In order to apply these methods to a system Ax = b, A should be
- Symmetric
- Positive definite
For such cases, function f is defined such that,
\begin{equation}
f = \frac{1}{2} x^{T}Ax - b^{T}x+c
\end{equation}Then the gradient of f
\begin{equation}
\nabla f = Ax-b
\end{equation}Hence, if f is minimised, then \nabla f =0 and it will make sure tat Ax = b.
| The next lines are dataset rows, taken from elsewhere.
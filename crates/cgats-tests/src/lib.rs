//! Conformance and property tests for cgats-core
//!
//! The library part holds the synthetic chart corpus; the actual test
//! scenarios live under `tests/`.

pub mod corpus;
//! Line parser
//!
//! CGATS input is line-oriented: a file-type marker, `KEY value` header
//! lines, paired `BEGIN_X`/`END_X` section markers and whitespace-split
//! rows inside `DATA_FORMAT`/`DATA`. The parser keeps a single "current
//! context" handle and descends into or climbs out of sections as the
//! markers come by. Tree construction itself goes through the same
//! mutation entry point programmatic callers use.
//!
//! Structural problems the reference ecosystem tolerates (stray lines
//! outside sections, unbalanced `END_X`) are tolerated here too; row
//! level problems (wrong arity, non-numeric values) are errors.

use std::fs;
use std::io::Read;
use std::path::Path;
use std::str::FromStr;
use std::sync::OnceLock;

use regex::Regex;

use crate::document::{Cgats, DATA_FORMAT_KEY, DATA_KEY, DEFAULT_TYPE, Payload};
use crate::error::{Error, Result};
use crate::node::{NodeId, NodeKind};
use crate::value::{self, Value};

/// Parsing configuration
#[derive(Debug, Clone)]
pub struct ParseOptions {
    /// Case-fold field and keyword names; rewrite the legacy
    /// `SampleId`/`SampleName` spellings to `SAMPLE_ID`/`SAMPLE_NAME`
    pub normalize: bool,
    /// File-type tag used when the input has no leading marker
    pub fallback_type: String,
    /// Treat short punctuation-free lines at chart level as the start of
    /// a new sub-document (legacy multi-record layout). Off means only a
    /// repeated file-type marker opens a new chart.
    pub marker_heuristic: bool,
}

impl Default for ParseOptions {
    fn default() -> Self {
        Self {
            normalize: false,
            fallback_type: DEFAULT_TYPE.to_string(),
            marker_heuristic: true,
        }
    }
}

fn key_value_re() -> &'static Regex {
    static RE: OnceLock<Regex> = OnceLock::new();
    // name, then an optional quoted-or-bare value; comments are already cut
    RE.get_or_init(|| Regex::new(r#"^([\w.-]+)\s*(?:"([^"]*)"|(\S+))?\s*$"#).unwrap())
}

struct ParserState {
    ctx: NodeId,
    /// A `Date:` line seen before its chart existed
    pending_datetime: Option<String>,
}

pub(crate) fn parse_lines<I, S>(lines: I, opts: &ParseOptions) -> Result<Cgats>
where
    I: IntoIterator<Item = S>,
    S: AsRef<str>,
{
    let mut doc = Cgats::with_settings(&opts.fallback_type, opts.normalize);
    let mut st = ParserState {
        ctx: doc.root(),
        pending_datetime: None,
    };
    for raw in lines {
        let line = clean_line(raw.as_ref());
        if line.is_empty() {
            continue;
        }
        parse_line(&mut doc, &mut st, &line, opts)?;
    }
    if doc.charts().is_empty() {
        return Err(Error::InvalidDocument(
            "no recognizable CGATS content".to_string(),
        ));
    }
    // parsing itself does not count as a mutation
    doc.clear_modified();
    Ok(doc)
}

fn parse_line(doc: &mut Cgats, st: &mut ParserState, line: &str, opts: &ParseOptions) -> Result<()> {
    match line {
        "BEGIN_DATA_FORMAT" => {
            let chart = current_chart(doc, st);
            st.ctx = doc.add_named_child(chart, DATA_FORMAT_KEY, NodeKind::DataFormat);
            return Ok(());
        }
        "END_DATA_FORMAT" | "END_DATA" => {
            pop_to_chart(doc, st);
            return Ok(());
        }
        "BEGIN_DATA" => {
            let chart = current_chart(doc, st);
            st.ctx = doc.add_named_child(chart, DATA_KEY, NodeKind::Data);
            return Ok(());
        }
        _ => {}
    }
    if let Some(name) = line.strip_prefix("BEGIN_") {
        if !name.is_empty() && !name.contains(char::is_whitespace) {
            let chart = current_chart(doc, st);
            let name = doc.normalize_key(name);
            st.ctx = doc.add_named_child(chart, &name, NodeKind::Section);
            return Ok(());
        }
    }
    if let Some(name) = line.strip_prefix("END_") {
        if !name.is_empty() && !name.contains(char::is_whitespace) {
            // tolerate mismatched or stray END markers
            pop_to_chart(doc, st);
            return Ok(());
        }
    }
    match doc.node(st.ctx).kind() {
        NodeKind::DataFormat => {
            doc.add_data(st.ctx, Payload::Columns(split_tokens(line)))?;
        }
        NodeKind::Data => {
            doc.add_data(st.ctx, Payload::Columns(split_tokens(line)))?;
        }
        NodeKind::Section => {
            doc.add_data(st.ctx, Payload::Line(line.to_string()))?;
        }
        NodeKind::Root | NodeKind::Chart => {
            parse_header_line(doc, st, line, opts)?;
        }
        _ => {}
    }
    Ok(())
}

fn parse_header_line(
    doc: &mut Cgats,
    st: &mut ParserState,
    line: &str,
    opts: &ParseOptions,
) -> Result<()> {
    if let Some(rest) = line.strip_prefix("Date:") {
        let dt = rest.trim().to_string();
        if doc.node(st.ctx).kind() == NodeKind::Chart {
            doc.set_datetime(st.ctx, dt);
        } else {
            st.pending_datetime = Some(dt);
        }
        return Ok(());
    }
    if line.starts_with("Comment:") {
        return Ok(());
    }
    let Some(caps) = key_value_re().captures(line) else {
        // stray non-structural line, silently ignored
        return Ok(());
    };
    let key = &caps[1];
    let quoted = caps.get(2).map(|m| m.as_str());
    let bare = caps.get(3).map(|m| m.as_str());
    match (quoted, bare) {
        (Some(q), _) | (None, Some(q)) if key == "KEYWORD" => {
            let chart = current_chart(doc, st);
            doc.add_keyword(chart, q, None)?;
        }
        _ if key == "NUMBER_OF_FIELDS" || key == "NUMBER_OF_SETS" => {
            // derived counters, recomputed on output
        }
        (Some(q), _) => {
            let chart = current_chart(doc, st);
            doc.add_data(chart, vec![(key.to_string(), Value::Text(q.to_string()))])?;
        }
        (None, Some(b)) => {
            let chart = current_chart(doc, st);
            doc.add_data(chart, vec![(key.to_string(), value::auto_coerce(b))])?;
        }
        (None, None) => {
            handle_bare_marker(doc, st, key, opts);
        }
    }
    Ok(())
}

/// A value-less token at chart level: the file type of a new
/// sub-document, or a stray line.
fn handle_bare_marker(doc: &mut Cgats, st: &mut ParserState, token: &str, opts: &ParseOptions) {
    let charts = doc.charts();
    if charts.is_empty() {
        open_chart(doc, st, token);
        return;
    }
    let repeated = charts.iter().any(|&c| doc.node(c).tag() == Some(token));
    if repeated || (opts.marker_heuristic && is_marker_like(token)) {
        open_chart(doc, st, token);
    }
    // otherwise: stray line, silently ignored
}

fn is_marker_like(token: &str) -> bool {
    token.len() <= 15
        && token
            .chars()
            .all(|c| c.is_ascii_alphanumeric() || c == '_')
}

fn open_chart(doc: &mut Cgats, st: &mut ParserState, tag: &str) {
    let id = doc.add_chart(tag);
    if let Some(dt) = st.pending_datetime.take() {
        doc.set_datetime(id, dt);
    }
    st.ctx = id;
}

/// Chart the current context belongs to, materializing a fallback-typed
/// chart for header lines that arrive before any marker.
fn current_chart(doc: &mut Cgats, st: &mut ParserState) -> NodeId {
    if doc.node(st.ctx).kind() == NodeKind::Chart {
        return st.ctx;
    }
    if let Some(chart) = doc.enclosing_chart(st.ctx) {
        st.ctx = chart;
        return chart;
    }
    let id = doc.ensure_chart();
    if let Some(dt) = st.pending_datetime.take() {
        doc.set_datetime(id, dt);
    }
    st.ctx = id;
    id
}

fn pop_to_chart(doc: &Cgats, st: &mut ParserState) {
    st.ctx = doc.enclosing_chart(st.ctx).unwrap_or(doc.root());
}

/// Strip control characters (tab survives), cut the line at the first
/// unescaped `#`, trim surrounding whitespace.
fn clean_line(raw: &str) -> String {
    let mut out = String::with_capacity(raw.len());
    let mut escaped = false;
    for c in raw.chars() {
        let printable = c == '\t' || (!c.is_control() && !('\u{7f}'..='\u{9f}').contains(&c));
        if !printable {
            continue;
        }
        if escaped {
            if c != '#' {
                out.push('\\');
            }
            out.push(c);
            escaped = false;
            continue;
        }
        match c {
            '\\' => escaped = true,
            '#' => break,
            c => out.push(c),
        }
    }
    if escaped {
        out.push('\\');
    }
    out.trim().to_string()
}

/// Whitespace split honoring double-quoted runs; quotes stay on the token
fn split_tokens(line: &str) -> Vec<String> {
    let mut out = Vec::new();
    let mut cur = String::new();
    let mut in_quotes = false;
    for c in line.chars() {
        match c {
            '"' => {
                cur.push('"');
                in_quotes = !in_quotes;
            }
            c if c.is_whitespace() && !in_quotes => {
                if !cur.is_empty() {
                    out.push(std::mem::take(&mut cur));
                }
            }
            c => cur.push(c),
        }
    }
    if !cur.is_empty() {
        out.push(cur);
    }
    out
}

fn decode_text(bytes: &[u8]) -> String {
    match std::str::from_utf8(bytes) {
        Ok(s) => s.to_string(),
        // not UTF-8: the format is Latin-1/ASCII-safe, decode as Latin-1
        Err(_) => bytes.iter().map(|&b| b as char).collect(),
    }
}

impl Cgats {
    /// Parse a document from an in-memory string
    pub fn parse(input: &str) -> Result<Self> {
        Self::parse_with(input, &ParseOptions::default())
    }

    /// Parse a string with explicit options
    pub fn parse_with(input: &str, opts: &ParseOptions) -> Result<Self> {
        parse_lines(input.lines(), opts)
    }

    /// Parse a document from a file path; the path is remembered for
    /// [`Cgats::write`]
    pub fn from_file(path: impl AsRef<Path>) -> Result<Self> {
        Self::from_file_with(path, &ParseOptions::default())
    }

    /// Parse a file with explicit options
    pub fn from_file_with(path: impl AsRef<Path>, opts: &ParseOptions) -> Result<Self> {
        let bytes = fs::read(&path)?;
        let mut doc = parse_lines(decode_text(&bytes).lines(), opts)?;
        doc.path = Some(path.as_ref().to_path_buf());
        Ok(doc)
    }

    /// Parse a document from an open reader
    pub fn from_reader(reader: impl Read) -> Result<Self> {
        Self::from_reader_with(reader, &ParseOptions::default())
    }

    /// Parse a reader with explicit options
    pub fn from_reader_with(mut reader: impl Read, opts: &ParseOptions) -> Result<Self> {
        let mut bytes = Vec::new();
        reader.read_to_end(&mut bytes)?;
        parse_lines(decode_text(&bytes).lines(), opts)
    }

    /// Parse a document from pre-split lines
    pub fn from_lines<I, S>(lines: I) -> Result<Self>
    where
        I: IntoIterator<Item = S>,
        S: AsRef<str>,
    {
        parse_lines(lines, &ParseOptions::default())
    }

    /// Parse pre-split lines with explicit options
    pub fn from_lines_with<I, S>(lines: I, opts: &ParseOptions) -> Result<Self>
    where
        I: IntoIterator<Item = S>,
        S: AsRef<str>,
    {
        parse_lines(lines, opts)
    }
}

impl FromStr for Cgats {
    type Err = Error;

    fn from_str(s: &str) -> Result<Self> {
        Self::parse(s)
    }
}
It can be seen too in the other way around.
\begin{equation}
\begin{split}
\nabla f = Ax-b = -r \\
\text{ r is residual}
\end{split}
\end{equation}Steepest descent method
Solve Ax = b where,
A =
\begin{bmatrix}
1 & 0 \\
0 & 2
\end{bmatrix}
,
b = \begin{bmatrix}
1 \\
1
\end{bmatrix}Solution:
\begin {split}
f & =\frac{1}{2} x^{T}Ax - b^{T}x+c\\
& =\frac{1}{2}
\begin{bmatrix}
x_{1} & x_{2}
\end{bmatrix}
\begin{bmatrix}
1 & 0 \\
0 & 2
\end{bmatrix}
\begin{bmatrix}
x_{1} \\ x_{2}
\end{bmatrix}
-
\begin{bmatrix}
1 & 1
\end{bmatrix}
\begin{bmatrix}
x_{1} \\ x_{2}
\end{bmatrix}
+c\\
&=
\frac{1}{2}
\begin{bmatrix}
x_{1} & x_{2}
\end{bmatrix}
\begin{bmatrix}
x_{1} \\ 2x_{2}
\end{bmatrix}
-
\begin{bmatrix}
x_{1} + x_{2}
\end{bmatrix}
+c\\
&=
\frac{1}{2}x_{1} ^{2}+x_{2} ^{2} - x_{1} - x_{2}+c\\
f=0 \rightarrow &\frac{1}{2}(x_{1} ^{2} - 2x_{1}+1)+(x_{2} ^{2} - 2x_{2}.\frac{1}{2}+(\frac{1}{2})^{2})+c - \frac{3}{4}=0\\
&\rightarrow \frac{(x_{1} -1)^{2}}{2}+(x_{2}-1)^{2}=\frac{3}{4}-c \text{. If }f \text{ passing through origin, c=0}\\
&\rightarrow \frac{(x_{1} -1)^{2}}{(\sqrt{\frac{3}{2}})^{2}}+\frac{(x_{2} -\frac{1}{2})^{2}}{(\sqrt{\frac{3}{4}})^{2}} = 1\\
\end {split}
It is an ellipse with centre (1, \frac{1}{2}) and pass through origin. Select the initial guess as origin. x^{0} = (0, 0) and the solution is the centre of the ellipse which is x^{c} = (1, \frac{1}{2})
\begin{equation}
x^{1} = x^{0}+\alpha_{0} r_{0}
\end{equation}Where r_{0} is the residual which indicate the first search direction and \alpha_{0} is the search distance.
\begin{equation}
f(x^{1}) = \frac{1}{2} (x^{0}+\alpha_{0} r_{0})^{T}A(x^{0}+\alpha_{0} r_{0}) - b^{T}(x^{0}+\alpha_{0} r_{0})+c
\end{equation}For f(x^{1}) to be minimum, its derivative with respect to \alpha_{0} shall be zero.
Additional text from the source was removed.